YMMV and it's certainly not for everyone. But I'm skeptical that staying in your comfort zone your whole life will do anyone much favors. (and the odd few week trip here or there doesn't really count, by all means all travel is great but vacation and just passing places through is fundamentally different from spending at least a few months or even years somewhere)
Isn’t that exactly what the comic is about?
I will say that I met my wife traveling and my kids were born on a different continent than me. There is a lot to find out there but travel as a value itself gets old and doesn’t fulfill your soul like it felt like it would when I was young.
Having a routine that makes you happy is important and not bad advice!
But sometimes, at least for me, I kind of exhaust my options for happiness in a given environment. Eg maybe I've already gotten a job with the best employer in a given location and can't climb any higher professionally, friends have moved away or started a family or whatever, hobbies and activities that used to be novel and fun have become repetitive and dull, I've mastered the local language I wanted to learn etc etc.
That feeling, combined with a basically infinite and always in flux list of places and things I want to experience before my time is up, makes switching my environment up very powerful and enjoyable for me.
Happily admit there's downsides to not "settling down" too and it's not for everyone.
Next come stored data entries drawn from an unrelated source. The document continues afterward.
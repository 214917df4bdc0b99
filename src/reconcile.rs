// =============================================================================
// Drift Reconciliation — local registry vs the exchange's authoritative list
// =============================================================================
//
// Runs once per reconcile interval:
//   1. Refresh equity from the exchange balance.
//   2. Positions the exchange reports but the registry does not know are
//      imported with best-effort metadata (entry time from cTime, regime from
//      the current classification, TP/SL params from the provider) and
//      flagged as drift additions; the exit engine starts managing them on
//      the next cycle.
//   3. Positions the registry holds but the exchange no longer does are
//      closed locally with the realized PnL derived from the last known
//      price.
//
// An exchange row whose side cannot be parsed is skipped and logged — never
// imported with a guessed direction.
// =============================================================================

use std::collections::HashSet;
use std::sync::Arc;

use tracing::{debug, info, warn};

use crate::app_state::AppState;
use crate::error::Result;
use crate::exits::{self, ExitReason};
use crate::gateway::client::OkxClient;
use crate::journal::TradeRecord;
use crate::position::{Position, PositionMetadata, PositionSource};
use crate::regime::Regime;
use crate::types::{PricePurpose, Side};

/// Summary of one reconciliation pass.
#[derive(Debug, Clone, Default)]
pub struct ReconcileSummary {
    pub matched: usize,
    pub drift_added: usize,
    pub drift_closed: usize,
}

pub async fn reconcile_once(
    state: &Arc<AppState>,
    client: &Arc<OkxClient>,
) -> Result<ReconcileSummary> {
    let mut summary = ReconcileSummary::default();

    // 1. Equity refresh.
    match client.get_balance().await {
        Ok(equity) if equity > 0.0 => state.risk.set_equity(equity),
        Ok(_) => warn!("exchange reported non-positive equity"),
        Err(e) => warn!(error = %e, "balance refresh failed"),
    }

    // 2. Exchange view.
    let exchange_positions = client.get_positions().await?;
    let exchange_symbols: HashSet<String> = exchange_positions
        .iter()
        .map(|p| p.symbol.clone())
        .collect();

    // 2a. Import exchange-only positions.
    for exch in &exchange_positions {
        if state.positions.has(&exch.symbol).await {
            summary.matched += 1;
            continue;
        }

        let side = match Side::parse(&exch.side) {
            Ok(side) => side,
            Err(e) => {
                state.count_reason(e.reason_code());
                warn!(symbol = %exch.symbol, raw_side = %exch.side, "drift import skipped — unparsable side");
                continue;
            }
        };

        let regime = state
            .regimes
            .current(&exch.symbol)
            .map(|r| r.regime)
            .unwrap_or(Regime::Ranging);

        let params = match state.params.resolve(&exch.symbol, regime) {
            Ok(params) => params,
            Err(e) => {
                state.count_reason(e.reason_code());
                warn!(symbol = %exch.symbol, error = %e, "drift import skipped — params unresolved");
                continue;
            }
        };

        let Some(instrument) = state.instrument(&exch.symbol) else {
            warn!(symbol = %exch.symbol, "drift import skipped — unknown instrument");
            continue;
        };

        let entry_time_ms = if exch.c_time_ms > 0 {
            exch.c_time_ms
        } else {
            exch.u_time_ms
        };

        let leverage = exch.leverage.max(1.0);
        let margin = if exch.margin > 0.0 {
            exch.margin
        } else {
            exch.size * instrument.ct_val * exch.avg_entry / leverage
        };

        let position = Position {
            symbol: exch.symbol.clone(),
            side,
            entry_price: exch.avg_entry,
            size: exch.size,
            leverage,
            margin_used: margin,
            entry_time_ms,
            regime_at_entry: regime,
            peak_profit_pct: 0.0,
            peak_profit_time_ms: entry_time_ms,
            partial_tp_executed: false,
            closing_in_progress: false,
        };
        let metadata = PositionMetadata::new(
            PositionSource::DriftAdd,
            instrument.ct_val,
            instrument.maker_fee,
            instrument.taker_fee,
            params,
            None,
        );

        match state.positions.register(position, metadata).await {
            Ok(()) => {
                state
                    .trailing
                    .lock()
                    .insert(exch.symbol.clone(), exits::TrailingStop::new(side, exch.avg_entry));
                state.count_reason("drift_add");
                summary.drift_added += 1;
                info!(
                    symbol = %exch.symbol,
                    side = %side,
                    entry = exch.avg_entry,
                    size = exch.size,
                    "drift position imported"
                );
            }
            Err(e) => {
                state.count_reason(e.reason_code());
                warn!(symbol = %exch.symbol, error = %e, "drift import rejected by registry");
            }
        }
    }

    // 2b. Close registry-only positions locally.
    for (position, metadata) in state.positions.snapshot_all().await {
        if exchange_symbols.contains(&position.symbol) {
            continue;
        }

        let exit_price = state
            .market
            .get_price_cached(&position.symbol, PricePurpose::General)
            .map(|s| s.price)
            .unwrap_or(position.entry_price);

        let realized = exits::compute_pnl(
            position.side,
            position.entry_price,
            exit_price,
            position.size,
            metadata.ct_val,
            position.margin_used,
            position.leverage,
            metadata.maker_fee,
            metadata.taker_fee,
            exit_price != position.entry_price,
        )
        .map(|p| (p.net_usd, p.fees_usd))
        .unwrap_or((0.0, 0.0));

        let total = realized.0 + metadata.partial_realized_usd;
        if let Some(closed) = state
            .positions
            .remove(
                &position.symbol,
                exit_price,
                total,
                realized.1,
                ExitReason::DriftClose.code(),
            )
            .await
        {
            state.trailing.lock().remove(&position.symbol);
            state.risk.record_trade_result(total);
            state.count_reason("drift_close");
            summary.drift_closed += 1;
            if let Err(e) = state.journal.record_trade(&TradeRecord::from(&closed)) {
                warn!(symbol = %closed.symbol, error = %e, "failed to journal drift close");
            }
            info!(
                symbol = %closed.symbol,
                exit_price,
                realized_pnl = total,
                "registry-only position closed locally"
            );
        }
    }

    debug!(
        matched = summary.matched,
        drift_added = summary.drift_added,
        drift_closed = summary.drift_closed,
        "reconciliation pass complete"
    );
    Ok(summary)
}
But I think most people would benefit from fundamentally switching up their environment at least a few times in their life. If it turns out you were happier where you started you can always go back. But you'll never know other places if you don't give them a shot.
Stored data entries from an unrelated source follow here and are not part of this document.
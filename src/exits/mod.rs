pub mod engine;
pub mod pnl;
pub mod trailing;

pub use engine::{evaluate, evaluate_fast_path, ExitAction, ExitContext, ExitDecision, ExitReason};
pub use pnl::{compute_pnl, PnlBreakdown};
pub use trailing::TrailingStop;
I tend to agree: it's really nice to build up experiences and "novel routines". But you can't do it forever, at some point this becomes a "meta-routine" that drains you (it's not easy to keep changing your life).
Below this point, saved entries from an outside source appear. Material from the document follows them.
// =============================================================================
// Tests
// =============================================================================
#[cfg(test)]
mod tests {
    use super::*;
    use crate::indicators::{AdxResult, BollingerResult, IndicatorSnapshot, MacdResult, TrendDirection};
    use crate::regime::Regime;
    use std::collections::BTreeSet;

    fn snapshot(price: f64, adx: f64) -> IndicatorSnapshot {
        IndicatorSnapshot {
            atr: 1.0,
            rsi: 50.0,
            macd: MacdResult {
                line: 0.0,
                signal: 0.0,
                hist: 0.0,
            },
            ema_fast: price,
            ema_slow: price,
            sma_fast: price,
            sma_slow: price,
            bb: BollingerResult {
                upper: price + 2.0,
                middle: price,
                lower: price - 2.0,
                width_pct: 4.0,
            },
            adx: AdxResult {
                adx,
                plus_di: 25.0,
                minus_di: 15.0,
                trend: TrendDirection::Bullish,
            },
            last_close: price,
            basis_ts_ms: 0,
        }
    }

    fn signal(side: Side, price: f64, adx: f64) -> Signal {
        Signal {
            symbol: "BTC-USDT-SWAP".to_string(),
            side,
            strength: 0.8,
            confidence: 0.7,
            regime: Regime::Ranging,
            timestamp_ms: 0,
            suggested_price: price,
            indicators: snapshot(price, adx),
            filters_passed: BTreeSet::new(),
        }
    }

    fn regime_state(regime: Regime, adx: f64, trend: TrendDirection) -> RegimeState {
        RegimeState {
            regime,
            confidence: 0.8,
            trending_score: 0.0,
            ranging_score: 0.0,
            choppy_score: 0.0,
            adx,
            plus_di: 25.0,
            minus_di: 15.0,
            adx_trend: trend,
            volatility_pct: 0.5,
            trend_deviation_pct: 0.0,
        }
    }

    fn params() -> ParamRecord {
        use crate::config::BotConfig;
        use crate::params::ParamProvider;

        let mut cfg = BotConfig::default();
        let mut table = crate::config::ParamTable::new();
        table.insert("tp_percent".into(), serde_json::json!(1.0));
        table.insert("sl_percent".into(), serde_json::json!(0.8));
        table.insert("leverage".into(), serde_json::json!(10));
        table.insert("adx_threshold".into(), serde_json::json!(15.0));
        cfg.adaptive_regime.insert("ranging".into(), table);
        ParamProvider::from_config(&cfg)
            .resolve("BTC-USDT-SWAP", Regime::Ranging)
            .unwrap()
    }

    fn book(bid_size: f64, ask_size: f64, imbalance_override: Option<f64>) -> OrderBookTop {
        let total = bid_size + ask_size;
        OrderBookTop {
            symbol: "BTC-USDT-SWAP".into(),
            best_bid: 100.0,
            best_ask: 100.1,
            bid_size,
            ask_size,
            spread_bps: 10.0,
            imbalance: imbalance_override
                .unwrap_or(if total > 0.0 { (bid_size - ask_size) / total } else { 0.0 }),
            updated_at_ms: 0,
        }
    }

    fn inputs_with_book(b: OrderBookTop) -> FilterInputs {
        FilterInputs {
            book: Some(b),
            ..Default::default()
        }
    }

    fn run(signal: &Signal, inputs: &FilterInputs) -> FilterOutcome {
        let rs = regime_state(Regime::Ranging, 20.0, TrendDirection::Neutral);
        run_filters(
            signal,
            &params(),
            &FiltersConfig::default(),
            &RiskConfig::default(),
            &rs,
            25.0,
            inputs,
        )
    }

    #[test]
    fn adx_floor_blocks_first() {
        let sig = signal(Side::Long, 100.0, 10.0); // below floor 15
        let outcome = run(&sig, &FilterInputs::default());
        assert_eq!(outcome.blocked, Some("adx_below_threshold"));
    }

    #[test]
    fn order_flow_against_long_blocks() {
        let sig = signal(Side::Long, 100.0, 20.0);
        let inputs = inputs_with_book(book(100.0, 100.0, Some(-0.5)));
        let outcome = run(&sig, &inputs);
        assert_eq!(outcome.blocked, Some("order_flow_against"));
    }

    #[test]
    fn liquidity_uses_entry_side_of_book() {
        // Long consumes the bid side: thin bids, fat asks must still block.
        let sig = signal(Side::Long, 100.0, 20.0);
        let inputs = inputs_with_book(book(1.0, 500.0, Some(0.0)));
        let outcome = run(&sig, &inputs);
        assert_eq!(outcome.blocked, Some("insufficient_liquidity"));

        // Short consumes the ask side: the same book passes.
        let sig = signal(Side::Short, 100.0, 20.0);
        let inputs = inputs_with_book(book(1.0, 500.0, Some(0.0)));
        let outcome = run(&sig, &inputs);
        assert!(outcome.blocked.is_none());
    }

    #[test]
    fn liquidity_volume_fallback() {
        let sig = signal(Side::Long, 100.0, 20.0);
        let mut inputs = inputs_with_book(book(1.0, 1.0, Some(0.0)));
        inputs.day_volume_usd = Some(10_000_000.0);
        let outcome = run(&sig, &inputs);
        assert!(outcome.blocked.is_none());
    }

    #[test]
    fn funding_blocks_expensive_side() {
        let mut inputs = inputs_with_book(book(100.0, 100.0, Some(0.0)));
        inputs.funding_rate = Some(0.001); // punitive for longs

        let long = signal(Side::Long, 100.0, 20.0);
        assert_eq!(run(&long, &inputs).blocked, Some("funding_rate"));

        let short = signal(Side::Short, 100.0, 20.0);
        assert!(run(&short, &inputs).blocked.is_none());
    }

    #[test]
    fn mtf_opposing_senior_timeframe_attenuates() {
        let sig = signal(Side::Long, 100.0, 20.0);
        let mut inputs = inputs_with_book(book(100.0, 100.0, Some(0.0)));
        // 1H trend clearly bearish.
        inputs.closes_1h = (1..=100).rev().map(|x| x as f64).collect();

        let outcome = run(&sig, &inputs);
        assert!(outcome.blocked.is_none());
        assert!(
            outcome.effective_strength < sig.strength,
            "opposing senior timeframe should attenuate: {} vs {}",
            outcome.effective_strength,
            sig.strength
        );
    }

    #[test]
    fn correlation_cap_blocks() {
        let sig = signal(Side::Long, 100.0, 20.0);
        let mut inputs = inputs_with_book(book(100.0, 100.0, Some(0.0)));

        // Perfectly correlated series for two open positions.
        let base: Vec<f64> = (0..80).map(|i| 100.0 + (i as f64 * 0.7).sin() * 3.0).collect();
        inputs.closes_1m = base.clone();
        inputs.open_position_closes = vec![
            ("ETH-USDT-SWAP".into(), base.clone()),
            ("SOL-USDT-SWAP".into(), base.clone()),
        ];

        let outcome = run(&sig, &inputs);
        assert_eq!(outcome.blocked, Some("correlation_limit"));
    }

    #[test]
    fn uncorrelated_positions_pass() {
        let sig = signal(Side::Long, 100.0, 20.0);
        let mut inputs = inputs_with_book(book(100.0, 100.0, Some(0.0)));

        inputs.closes_1m = (0..80).map(|i| 100.0 + (i as f64 * 0.7).sin() * 3.0).collect();
        // Anti-phase series still counts as correlated (|rho|); use noise-free
        // alternation orthogonal to the sine instead.
        inputs.open_position_closes = vec![(
            "DOGE-USDT-SWAP".into(),
            (0..80).map(|i| 50.0 + if i % 2 == 0 { 0.5 } else { -0.5 }).collect(),
        )];

        let outcome = run(&sig, &inputs);
        assert!(outcome.blocked.is_none());
    }

    #[test]
    fn pearson_detects_perfect_correlation() {
        let a: Vec<f64> = (0..60).map(|i| i as f64).collect();
        let b: Vec<f64> = (0..60).map(|i| 2.0 * i as f64 + 5.0).collect();
        let rho = pearson_tail(&a, &b, 60).unwrap();
        assert!((rho - 1.0).abs() < 1e-9);

        let c: Vec<f64> = (0..60).map(|i| -(i as f64)).collect();
        let rho = pearson_tail(&a, &c, 60).unwrap();
        assert!((rho + 1.0).abs() < 1e-9);
    }

    #[test]
    fn degraded_cycle_skips_rest_derived_filters() {
        let sig = signal(Side::Long, 100.0, 20.0);
        let mut inputs = inputs_with_book(book(100.0, 100.0, Some(0.0)));
        inputs.funding_rate = Some(0.001); // would block
        inputs.degraded = true;

        let outcome = run(&sig, &inputs);
        assert!(outcome.blocked.is_none());
    }
}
The idea that it's better to stay where you are and instead meditate and build up good habits is great and I subscribe to it, but with caution. It should not be an alternative solution to, say, escaping a toxic work environment or a bad place. You shouldn't "meditate away" real problems.
2) happiness. In my understanding it’s a decision about how to view life in general, which couples to endocrine system responses
3) the opportunities and relative merits of different places. I heard said that XYZ is a good/bad place to do PFQ activity
You are missing the point. The article focuses on mindless tourism as a source of excitement rather than any deeper meaning.